_Action item_
The answer should be an exact repeat of the stretch of material below from the line containing "filename apps/movie-loader/src/loader.rs" through the line containing "self.report.batches + 1, self.table))?;".

_Study material_
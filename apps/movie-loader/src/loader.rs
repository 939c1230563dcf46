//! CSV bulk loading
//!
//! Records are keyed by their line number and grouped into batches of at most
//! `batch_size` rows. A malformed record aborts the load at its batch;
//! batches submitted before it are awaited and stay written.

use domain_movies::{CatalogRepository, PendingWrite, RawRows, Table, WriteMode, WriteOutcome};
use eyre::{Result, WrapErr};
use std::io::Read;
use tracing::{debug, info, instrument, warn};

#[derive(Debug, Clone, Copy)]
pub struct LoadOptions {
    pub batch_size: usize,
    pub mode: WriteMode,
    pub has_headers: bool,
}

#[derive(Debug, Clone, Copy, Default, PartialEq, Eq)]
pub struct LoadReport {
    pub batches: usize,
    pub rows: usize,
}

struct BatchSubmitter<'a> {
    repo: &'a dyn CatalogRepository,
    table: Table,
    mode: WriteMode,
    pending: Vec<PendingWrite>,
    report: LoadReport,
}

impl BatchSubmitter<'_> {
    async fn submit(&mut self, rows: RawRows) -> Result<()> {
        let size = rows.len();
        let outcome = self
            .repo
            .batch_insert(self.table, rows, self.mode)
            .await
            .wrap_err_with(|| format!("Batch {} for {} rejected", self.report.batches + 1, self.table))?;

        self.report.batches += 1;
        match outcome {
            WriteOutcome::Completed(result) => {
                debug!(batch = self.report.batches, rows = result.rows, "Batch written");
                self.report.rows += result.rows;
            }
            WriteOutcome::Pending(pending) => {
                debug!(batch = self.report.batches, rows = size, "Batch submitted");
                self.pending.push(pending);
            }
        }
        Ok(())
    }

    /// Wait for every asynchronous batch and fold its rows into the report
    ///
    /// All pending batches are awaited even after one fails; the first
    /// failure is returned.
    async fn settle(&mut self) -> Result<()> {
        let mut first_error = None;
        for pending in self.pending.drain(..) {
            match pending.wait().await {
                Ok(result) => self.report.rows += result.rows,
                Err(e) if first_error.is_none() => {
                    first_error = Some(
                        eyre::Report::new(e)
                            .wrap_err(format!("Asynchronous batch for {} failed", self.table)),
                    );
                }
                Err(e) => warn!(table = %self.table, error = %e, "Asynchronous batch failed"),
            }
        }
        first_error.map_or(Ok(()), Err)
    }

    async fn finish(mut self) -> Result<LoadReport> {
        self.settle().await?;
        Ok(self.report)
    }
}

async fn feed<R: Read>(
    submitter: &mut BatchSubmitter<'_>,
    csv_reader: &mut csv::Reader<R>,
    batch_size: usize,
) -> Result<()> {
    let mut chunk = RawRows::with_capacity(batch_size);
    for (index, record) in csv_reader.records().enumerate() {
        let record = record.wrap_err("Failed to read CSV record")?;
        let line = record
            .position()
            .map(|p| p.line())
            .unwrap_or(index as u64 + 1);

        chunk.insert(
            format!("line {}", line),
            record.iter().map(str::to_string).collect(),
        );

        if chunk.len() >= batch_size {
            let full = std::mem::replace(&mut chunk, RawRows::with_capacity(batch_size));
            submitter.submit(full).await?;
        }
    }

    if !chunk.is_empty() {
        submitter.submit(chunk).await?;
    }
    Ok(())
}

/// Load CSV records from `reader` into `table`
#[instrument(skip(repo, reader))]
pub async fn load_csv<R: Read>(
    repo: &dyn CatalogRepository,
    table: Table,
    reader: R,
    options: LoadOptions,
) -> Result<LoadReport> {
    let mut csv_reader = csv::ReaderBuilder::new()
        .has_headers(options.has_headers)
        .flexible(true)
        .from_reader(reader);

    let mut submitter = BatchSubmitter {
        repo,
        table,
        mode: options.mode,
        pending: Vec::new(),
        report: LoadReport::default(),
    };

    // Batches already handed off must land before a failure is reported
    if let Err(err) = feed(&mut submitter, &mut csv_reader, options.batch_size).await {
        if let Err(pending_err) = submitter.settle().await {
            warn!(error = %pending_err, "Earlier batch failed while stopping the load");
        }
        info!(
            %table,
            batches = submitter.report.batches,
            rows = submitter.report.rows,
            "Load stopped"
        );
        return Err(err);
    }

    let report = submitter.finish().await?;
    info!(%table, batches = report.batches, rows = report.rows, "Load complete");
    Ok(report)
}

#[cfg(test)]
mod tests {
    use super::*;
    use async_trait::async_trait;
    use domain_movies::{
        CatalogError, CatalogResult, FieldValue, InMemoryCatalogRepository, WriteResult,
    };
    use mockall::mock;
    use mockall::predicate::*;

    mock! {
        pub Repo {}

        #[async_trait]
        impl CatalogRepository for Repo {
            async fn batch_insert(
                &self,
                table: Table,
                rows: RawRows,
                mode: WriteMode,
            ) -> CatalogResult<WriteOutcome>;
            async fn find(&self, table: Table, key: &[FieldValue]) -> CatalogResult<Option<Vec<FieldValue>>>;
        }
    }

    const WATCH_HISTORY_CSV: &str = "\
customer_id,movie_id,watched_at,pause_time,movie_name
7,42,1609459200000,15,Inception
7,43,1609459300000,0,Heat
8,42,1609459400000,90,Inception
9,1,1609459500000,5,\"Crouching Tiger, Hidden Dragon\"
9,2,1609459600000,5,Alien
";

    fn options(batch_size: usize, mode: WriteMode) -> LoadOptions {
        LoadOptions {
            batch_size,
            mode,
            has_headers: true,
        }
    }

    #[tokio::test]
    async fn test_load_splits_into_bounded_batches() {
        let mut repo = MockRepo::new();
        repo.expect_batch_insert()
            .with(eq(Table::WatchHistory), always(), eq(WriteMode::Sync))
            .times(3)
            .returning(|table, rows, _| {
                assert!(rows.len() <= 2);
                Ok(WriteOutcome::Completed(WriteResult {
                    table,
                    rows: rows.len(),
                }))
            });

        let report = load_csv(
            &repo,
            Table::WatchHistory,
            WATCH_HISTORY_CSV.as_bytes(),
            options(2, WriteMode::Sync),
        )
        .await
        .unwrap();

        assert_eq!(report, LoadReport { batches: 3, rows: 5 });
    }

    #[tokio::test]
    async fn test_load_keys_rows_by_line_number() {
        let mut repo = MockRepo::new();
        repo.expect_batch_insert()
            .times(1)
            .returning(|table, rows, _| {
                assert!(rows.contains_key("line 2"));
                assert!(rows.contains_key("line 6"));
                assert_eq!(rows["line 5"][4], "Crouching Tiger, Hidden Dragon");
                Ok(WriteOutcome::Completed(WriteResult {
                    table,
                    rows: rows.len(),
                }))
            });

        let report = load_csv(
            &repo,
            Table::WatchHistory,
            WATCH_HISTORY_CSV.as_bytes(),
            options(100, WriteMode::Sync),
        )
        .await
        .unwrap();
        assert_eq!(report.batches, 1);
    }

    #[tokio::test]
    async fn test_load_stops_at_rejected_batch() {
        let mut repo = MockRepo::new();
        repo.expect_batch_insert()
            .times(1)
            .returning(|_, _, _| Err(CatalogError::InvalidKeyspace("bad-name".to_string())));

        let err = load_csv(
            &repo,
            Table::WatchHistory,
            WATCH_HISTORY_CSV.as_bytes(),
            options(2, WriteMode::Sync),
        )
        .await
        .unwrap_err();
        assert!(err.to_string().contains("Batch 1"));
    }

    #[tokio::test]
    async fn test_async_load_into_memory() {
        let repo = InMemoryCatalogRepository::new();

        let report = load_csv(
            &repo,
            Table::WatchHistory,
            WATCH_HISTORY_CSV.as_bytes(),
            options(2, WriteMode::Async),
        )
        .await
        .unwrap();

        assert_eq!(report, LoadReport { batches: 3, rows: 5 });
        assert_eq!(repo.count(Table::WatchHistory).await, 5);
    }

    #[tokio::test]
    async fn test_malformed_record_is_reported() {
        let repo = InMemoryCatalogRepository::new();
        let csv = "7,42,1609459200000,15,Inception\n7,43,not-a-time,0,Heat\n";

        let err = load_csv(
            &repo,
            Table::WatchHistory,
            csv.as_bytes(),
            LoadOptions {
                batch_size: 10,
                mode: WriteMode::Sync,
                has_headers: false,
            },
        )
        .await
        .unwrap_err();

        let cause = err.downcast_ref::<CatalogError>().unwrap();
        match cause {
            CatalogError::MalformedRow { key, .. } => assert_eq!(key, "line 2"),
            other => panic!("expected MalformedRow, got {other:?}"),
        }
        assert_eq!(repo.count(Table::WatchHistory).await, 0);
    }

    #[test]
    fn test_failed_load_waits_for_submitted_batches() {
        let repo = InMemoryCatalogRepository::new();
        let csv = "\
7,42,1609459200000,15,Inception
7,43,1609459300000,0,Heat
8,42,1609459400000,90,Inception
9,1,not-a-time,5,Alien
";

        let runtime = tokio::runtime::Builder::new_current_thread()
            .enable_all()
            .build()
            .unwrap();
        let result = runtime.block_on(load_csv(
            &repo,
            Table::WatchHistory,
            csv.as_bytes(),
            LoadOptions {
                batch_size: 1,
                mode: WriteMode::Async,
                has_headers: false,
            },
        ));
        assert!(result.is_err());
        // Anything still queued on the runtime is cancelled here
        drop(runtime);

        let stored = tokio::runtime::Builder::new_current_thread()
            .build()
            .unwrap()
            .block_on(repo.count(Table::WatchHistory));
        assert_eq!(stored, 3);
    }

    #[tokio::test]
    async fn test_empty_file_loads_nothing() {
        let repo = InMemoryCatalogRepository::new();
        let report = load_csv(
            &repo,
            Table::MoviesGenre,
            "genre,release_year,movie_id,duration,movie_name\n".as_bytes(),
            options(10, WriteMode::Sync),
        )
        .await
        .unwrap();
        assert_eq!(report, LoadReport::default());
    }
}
* * *
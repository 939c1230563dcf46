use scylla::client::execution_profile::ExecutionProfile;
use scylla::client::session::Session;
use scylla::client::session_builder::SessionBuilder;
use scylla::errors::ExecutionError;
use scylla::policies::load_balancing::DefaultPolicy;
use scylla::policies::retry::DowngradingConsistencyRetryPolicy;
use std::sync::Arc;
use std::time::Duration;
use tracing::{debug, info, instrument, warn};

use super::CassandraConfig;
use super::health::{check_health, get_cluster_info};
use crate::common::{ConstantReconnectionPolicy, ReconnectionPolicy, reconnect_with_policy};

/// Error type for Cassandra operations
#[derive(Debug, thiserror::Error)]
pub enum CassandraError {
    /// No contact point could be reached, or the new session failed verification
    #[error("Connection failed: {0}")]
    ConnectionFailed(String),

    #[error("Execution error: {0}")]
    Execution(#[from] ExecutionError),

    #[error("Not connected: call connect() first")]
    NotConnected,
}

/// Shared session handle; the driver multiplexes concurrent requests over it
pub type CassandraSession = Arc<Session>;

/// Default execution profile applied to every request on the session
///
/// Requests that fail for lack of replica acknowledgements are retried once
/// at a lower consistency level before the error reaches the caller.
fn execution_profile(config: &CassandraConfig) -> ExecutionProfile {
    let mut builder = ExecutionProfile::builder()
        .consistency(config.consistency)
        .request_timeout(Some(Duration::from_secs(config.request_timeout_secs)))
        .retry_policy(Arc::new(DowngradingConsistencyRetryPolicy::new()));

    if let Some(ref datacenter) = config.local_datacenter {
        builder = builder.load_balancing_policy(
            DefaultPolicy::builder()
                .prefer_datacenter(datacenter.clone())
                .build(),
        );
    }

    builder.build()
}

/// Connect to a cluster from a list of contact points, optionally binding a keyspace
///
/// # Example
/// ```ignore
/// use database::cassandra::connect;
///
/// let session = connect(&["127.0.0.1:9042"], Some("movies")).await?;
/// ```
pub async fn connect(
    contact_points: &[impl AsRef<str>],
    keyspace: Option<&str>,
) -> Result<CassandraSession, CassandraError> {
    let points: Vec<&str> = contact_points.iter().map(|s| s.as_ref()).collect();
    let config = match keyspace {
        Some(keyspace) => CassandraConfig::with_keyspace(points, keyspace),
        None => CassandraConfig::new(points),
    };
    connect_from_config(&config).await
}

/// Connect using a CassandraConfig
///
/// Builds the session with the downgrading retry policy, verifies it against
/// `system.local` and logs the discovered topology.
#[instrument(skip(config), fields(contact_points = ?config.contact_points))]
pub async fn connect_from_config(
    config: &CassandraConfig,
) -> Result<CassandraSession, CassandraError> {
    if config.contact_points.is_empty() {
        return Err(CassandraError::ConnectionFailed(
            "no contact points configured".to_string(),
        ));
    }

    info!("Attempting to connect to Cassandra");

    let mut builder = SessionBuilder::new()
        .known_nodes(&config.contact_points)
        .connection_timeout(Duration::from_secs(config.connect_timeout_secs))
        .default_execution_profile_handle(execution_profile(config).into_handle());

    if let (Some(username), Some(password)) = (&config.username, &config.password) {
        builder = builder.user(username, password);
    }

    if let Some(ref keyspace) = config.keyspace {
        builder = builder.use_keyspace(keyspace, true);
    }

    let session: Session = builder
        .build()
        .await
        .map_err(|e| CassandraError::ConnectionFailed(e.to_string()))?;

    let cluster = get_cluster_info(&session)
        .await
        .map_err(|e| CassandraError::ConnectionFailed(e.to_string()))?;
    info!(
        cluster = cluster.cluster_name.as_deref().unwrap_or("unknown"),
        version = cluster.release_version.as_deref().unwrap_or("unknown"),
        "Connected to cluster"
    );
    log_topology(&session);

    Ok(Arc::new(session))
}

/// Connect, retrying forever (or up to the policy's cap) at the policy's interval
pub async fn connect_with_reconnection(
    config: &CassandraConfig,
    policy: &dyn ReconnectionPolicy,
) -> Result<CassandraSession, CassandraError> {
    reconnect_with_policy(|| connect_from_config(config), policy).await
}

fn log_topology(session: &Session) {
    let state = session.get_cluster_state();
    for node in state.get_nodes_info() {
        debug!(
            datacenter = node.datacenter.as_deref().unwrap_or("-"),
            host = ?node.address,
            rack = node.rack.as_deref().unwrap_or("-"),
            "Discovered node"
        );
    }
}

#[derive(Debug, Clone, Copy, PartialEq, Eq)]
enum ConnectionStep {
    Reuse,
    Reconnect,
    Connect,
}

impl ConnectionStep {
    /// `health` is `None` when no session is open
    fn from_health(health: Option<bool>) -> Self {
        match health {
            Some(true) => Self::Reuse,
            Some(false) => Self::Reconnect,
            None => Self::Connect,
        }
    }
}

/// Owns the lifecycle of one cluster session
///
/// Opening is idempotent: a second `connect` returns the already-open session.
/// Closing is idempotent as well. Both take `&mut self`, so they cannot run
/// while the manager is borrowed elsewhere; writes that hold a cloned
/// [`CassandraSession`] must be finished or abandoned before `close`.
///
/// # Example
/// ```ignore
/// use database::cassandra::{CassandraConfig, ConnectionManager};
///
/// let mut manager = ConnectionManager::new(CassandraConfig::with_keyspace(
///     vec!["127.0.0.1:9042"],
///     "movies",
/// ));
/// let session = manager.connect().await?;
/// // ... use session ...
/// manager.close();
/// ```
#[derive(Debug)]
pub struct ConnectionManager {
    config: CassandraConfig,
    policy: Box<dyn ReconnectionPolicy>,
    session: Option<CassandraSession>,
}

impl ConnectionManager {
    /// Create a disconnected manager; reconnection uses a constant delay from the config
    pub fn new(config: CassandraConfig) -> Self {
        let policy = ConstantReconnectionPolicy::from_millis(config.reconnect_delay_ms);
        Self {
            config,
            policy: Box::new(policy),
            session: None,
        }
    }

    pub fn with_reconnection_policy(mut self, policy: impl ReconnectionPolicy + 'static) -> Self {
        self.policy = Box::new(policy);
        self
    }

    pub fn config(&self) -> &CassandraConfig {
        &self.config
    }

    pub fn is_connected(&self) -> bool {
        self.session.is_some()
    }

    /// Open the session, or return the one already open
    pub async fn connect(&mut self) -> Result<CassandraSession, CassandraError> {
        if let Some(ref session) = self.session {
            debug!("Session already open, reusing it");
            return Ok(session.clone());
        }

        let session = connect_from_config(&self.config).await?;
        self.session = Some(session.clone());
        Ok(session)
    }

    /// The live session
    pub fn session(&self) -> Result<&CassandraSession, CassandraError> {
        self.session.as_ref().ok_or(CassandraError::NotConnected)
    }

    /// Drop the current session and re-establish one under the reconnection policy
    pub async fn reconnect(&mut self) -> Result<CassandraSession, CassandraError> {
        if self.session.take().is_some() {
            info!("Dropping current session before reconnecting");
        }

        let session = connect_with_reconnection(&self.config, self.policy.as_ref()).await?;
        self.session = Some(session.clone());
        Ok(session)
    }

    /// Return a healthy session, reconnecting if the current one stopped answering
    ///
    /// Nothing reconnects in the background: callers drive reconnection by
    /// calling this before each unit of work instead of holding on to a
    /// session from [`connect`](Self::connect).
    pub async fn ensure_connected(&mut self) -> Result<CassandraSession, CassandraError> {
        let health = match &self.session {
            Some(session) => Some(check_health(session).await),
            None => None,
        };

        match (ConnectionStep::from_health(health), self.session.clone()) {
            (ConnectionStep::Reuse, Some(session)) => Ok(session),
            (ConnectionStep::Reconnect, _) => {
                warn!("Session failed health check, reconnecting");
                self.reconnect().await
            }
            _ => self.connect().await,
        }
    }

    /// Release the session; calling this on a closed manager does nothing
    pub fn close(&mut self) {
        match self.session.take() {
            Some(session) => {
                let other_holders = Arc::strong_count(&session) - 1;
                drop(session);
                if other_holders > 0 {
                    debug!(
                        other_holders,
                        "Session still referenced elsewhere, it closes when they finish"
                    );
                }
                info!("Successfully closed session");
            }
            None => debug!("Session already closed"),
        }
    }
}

_Answer section_
filename apps/movie-loader/src/loader.rs
repository 939c1230563dcf46
//! CSV bulk loading
//!
//! Records are keyed by their line number and grouped into batches of at most
//! `batch_size` rows. A malformed record aborts the load at its batch;
//! batches submitted before it are awaited and stay written.

use domain_movies::{CatalogRepository, PendingWrite, RawRows, Table, WriteMode, WriteOutcome};
use eyre::{Result, WrapErr};
use std::io::Read;
use tracing::{debug, info, instrument, warn};

#[derive(Debug, Clone, Copy)]
pub struct LoadOptions {
    pub batch_size: usize,
    pub mode: WriteMode,
    pub has_headers: bool,
}

#[derive(Debug, Clone, Copy, Default, PartialEq, Eq)]
pub struct LoadReport {
    pub batches: usize,
    pub rows: usize,
}

struct BatchSubmitter<'a> {
    repo: &'a dyn CatalogRepository,
    table: Table,
    mode: WriteMode,
    pending: Vec<PendingWrite>,
    report: LoadReport,
}

impl BatchSubmitter<'_> {
    async fn submit(&mut self, rows: RawRows) -> Result<()> {
        let size = rows.len();
        let outcome = self
            .repo
            .batch_insert(self.table, rows, self.mode)
            .await
            .wrap_err_with(|| format!("Batch {} for {} rejected", self.report.batches + 1, self.table))?;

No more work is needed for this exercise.